WHAT IS NEEDED: From the records below, take each line where the string "table" shows up and copy it.

-------- THE DATA --------

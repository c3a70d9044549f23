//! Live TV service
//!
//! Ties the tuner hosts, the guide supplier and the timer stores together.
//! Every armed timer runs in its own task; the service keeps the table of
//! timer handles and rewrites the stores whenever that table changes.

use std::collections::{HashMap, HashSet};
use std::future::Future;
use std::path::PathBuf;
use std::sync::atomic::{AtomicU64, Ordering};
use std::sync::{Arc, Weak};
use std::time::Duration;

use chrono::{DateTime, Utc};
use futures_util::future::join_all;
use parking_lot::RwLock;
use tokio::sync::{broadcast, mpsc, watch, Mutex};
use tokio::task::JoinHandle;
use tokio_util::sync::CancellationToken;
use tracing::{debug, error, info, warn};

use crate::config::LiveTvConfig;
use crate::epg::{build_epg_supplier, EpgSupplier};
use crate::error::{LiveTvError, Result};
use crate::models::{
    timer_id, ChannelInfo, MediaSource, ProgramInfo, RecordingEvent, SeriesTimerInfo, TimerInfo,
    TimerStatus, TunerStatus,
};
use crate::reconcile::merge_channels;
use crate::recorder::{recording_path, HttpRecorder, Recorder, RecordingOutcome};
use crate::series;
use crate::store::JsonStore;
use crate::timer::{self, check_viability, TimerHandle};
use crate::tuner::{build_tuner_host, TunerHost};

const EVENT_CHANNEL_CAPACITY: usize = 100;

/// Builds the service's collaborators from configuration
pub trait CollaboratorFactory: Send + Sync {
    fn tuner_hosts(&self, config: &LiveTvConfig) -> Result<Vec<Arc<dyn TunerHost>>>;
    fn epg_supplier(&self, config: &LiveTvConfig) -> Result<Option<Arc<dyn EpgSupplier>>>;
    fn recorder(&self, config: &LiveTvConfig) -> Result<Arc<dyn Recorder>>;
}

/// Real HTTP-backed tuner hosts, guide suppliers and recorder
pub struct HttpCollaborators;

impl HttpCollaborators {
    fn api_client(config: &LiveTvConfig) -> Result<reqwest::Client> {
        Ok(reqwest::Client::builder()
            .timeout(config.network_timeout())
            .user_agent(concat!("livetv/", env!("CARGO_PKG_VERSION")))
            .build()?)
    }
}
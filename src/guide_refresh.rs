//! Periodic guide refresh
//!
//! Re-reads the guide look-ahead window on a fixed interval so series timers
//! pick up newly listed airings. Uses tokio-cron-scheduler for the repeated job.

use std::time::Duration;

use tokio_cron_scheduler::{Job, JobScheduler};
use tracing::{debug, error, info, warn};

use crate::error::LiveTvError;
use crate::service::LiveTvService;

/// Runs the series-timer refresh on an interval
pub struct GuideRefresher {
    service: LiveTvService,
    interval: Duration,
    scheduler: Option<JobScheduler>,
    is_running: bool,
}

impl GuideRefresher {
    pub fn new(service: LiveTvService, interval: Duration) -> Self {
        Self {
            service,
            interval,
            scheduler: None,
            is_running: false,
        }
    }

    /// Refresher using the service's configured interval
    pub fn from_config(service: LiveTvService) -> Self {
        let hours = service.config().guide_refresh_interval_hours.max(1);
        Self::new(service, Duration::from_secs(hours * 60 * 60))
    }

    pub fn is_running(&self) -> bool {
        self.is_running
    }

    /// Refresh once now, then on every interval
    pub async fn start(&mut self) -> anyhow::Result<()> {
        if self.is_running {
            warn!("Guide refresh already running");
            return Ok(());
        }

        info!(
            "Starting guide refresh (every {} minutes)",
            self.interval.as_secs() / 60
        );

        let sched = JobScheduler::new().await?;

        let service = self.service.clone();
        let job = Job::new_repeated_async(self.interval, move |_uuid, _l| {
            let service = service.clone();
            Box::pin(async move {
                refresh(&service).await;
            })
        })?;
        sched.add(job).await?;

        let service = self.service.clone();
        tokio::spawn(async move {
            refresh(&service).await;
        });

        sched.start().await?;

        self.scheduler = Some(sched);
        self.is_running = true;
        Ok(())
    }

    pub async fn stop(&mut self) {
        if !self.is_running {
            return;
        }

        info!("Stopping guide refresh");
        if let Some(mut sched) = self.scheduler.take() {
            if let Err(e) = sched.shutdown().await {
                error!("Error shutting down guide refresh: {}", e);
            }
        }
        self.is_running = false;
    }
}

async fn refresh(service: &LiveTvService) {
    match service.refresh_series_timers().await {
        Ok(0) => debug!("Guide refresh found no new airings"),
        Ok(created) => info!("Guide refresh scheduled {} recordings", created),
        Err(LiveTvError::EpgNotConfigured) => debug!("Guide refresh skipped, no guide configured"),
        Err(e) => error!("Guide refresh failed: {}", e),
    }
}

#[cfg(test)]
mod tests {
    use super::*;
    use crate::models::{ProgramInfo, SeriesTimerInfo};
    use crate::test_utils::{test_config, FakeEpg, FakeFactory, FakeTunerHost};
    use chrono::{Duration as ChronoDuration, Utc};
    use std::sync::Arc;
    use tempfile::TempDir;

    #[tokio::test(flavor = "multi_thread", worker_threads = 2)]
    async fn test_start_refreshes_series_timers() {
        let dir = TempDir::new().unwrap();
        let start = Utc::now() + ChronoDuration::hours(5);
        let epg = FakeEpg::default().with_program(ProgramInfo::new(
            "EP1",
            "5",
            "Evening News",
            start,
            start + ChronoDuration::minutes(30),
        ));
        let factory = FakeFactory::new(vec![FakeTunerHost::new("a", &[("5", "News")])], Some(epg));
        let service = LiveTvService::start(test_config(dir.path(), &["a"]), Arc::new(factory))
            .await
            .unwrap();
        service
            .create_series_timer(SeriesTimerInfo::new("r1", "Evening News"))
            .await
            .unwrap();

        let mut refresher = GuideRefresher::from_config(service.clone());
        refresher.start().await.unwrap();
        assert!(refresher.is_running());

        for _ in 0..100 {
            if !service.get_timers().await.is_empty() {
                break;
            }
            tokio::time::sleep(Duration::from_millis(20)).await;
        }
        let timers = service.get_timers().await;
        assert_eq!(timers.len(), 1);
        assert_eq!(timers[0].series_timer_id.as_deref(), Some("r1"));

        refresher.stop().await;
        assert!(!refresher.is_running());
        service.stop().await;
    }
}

--------

TASK SOLUTION:
//! Every armed timer runs in its own task; the service keeps the table of
//! timer handles and rewrites the stores whenever that table changes.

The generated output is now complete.